How many lines in the data below contain the word "crate"? State only the number.

[Source records]

>>>

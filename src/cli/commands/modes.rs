//! Modes command implementation.
//!
//! The `wisp modes` command lists the closed set of effect modes.

use serde::Serialize;

use crate::cli::args::ModesArgs;
use crate::error::{Result, WispError};
use crate::state::Mode;
use crate::ui::UserInterface;

use super::dispatcher::{Command, CommandResult};

/// One row in the JSON mode listing.
#[derive(Debug, Serialize)]
struct ModeEntry {
    name: &'static str,
    description: &'static str,
    default: bool,
}

/// The modes command implementation.
pub struct ModesCommand {
    args: ModesArgs,
}

impl ModesCommand {
    /// Create a new modes command.
    pub fn new(args: ModesArgs) -> Self {
        Self { args }
    }
}

impl Command for ModesCommand {
    fn execute(&self, ui: &mut dyn UserInterface) -> Result<CommandResult> {
        if self.args.json {
            let entries: Vec<ModeEntry> = Mode::ALL
                .iter()
                .map(|m| ModeEntry {
                    name: m.as_str(),
                    description: m.description(),
                    default: *m == Mode::default(),
                })
                .collect();

            let json =
                serde_json::to_string_pretty(&entries).map_err(|e| WispError::Other(e.into()))?;
            ui.message(&json);
            return Ok(CommandResult::success());
        }

        ui.message(&format!("{} available modes:\n", Mode::ALL.len()));
        for mode in Mode::ALL {
            let marker = if mode == Mode::default() {
                " (default)"
            } else {
                ""
            };
            ui.message(&format!(
                "  {:<13} {}{}",
                mode.as_str(),
                mode.description(),
                marker
            ));
        }

        Ok(CommandResult::success())
    }
}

<<<

**OUTPUT OF THE EXERCISE**
4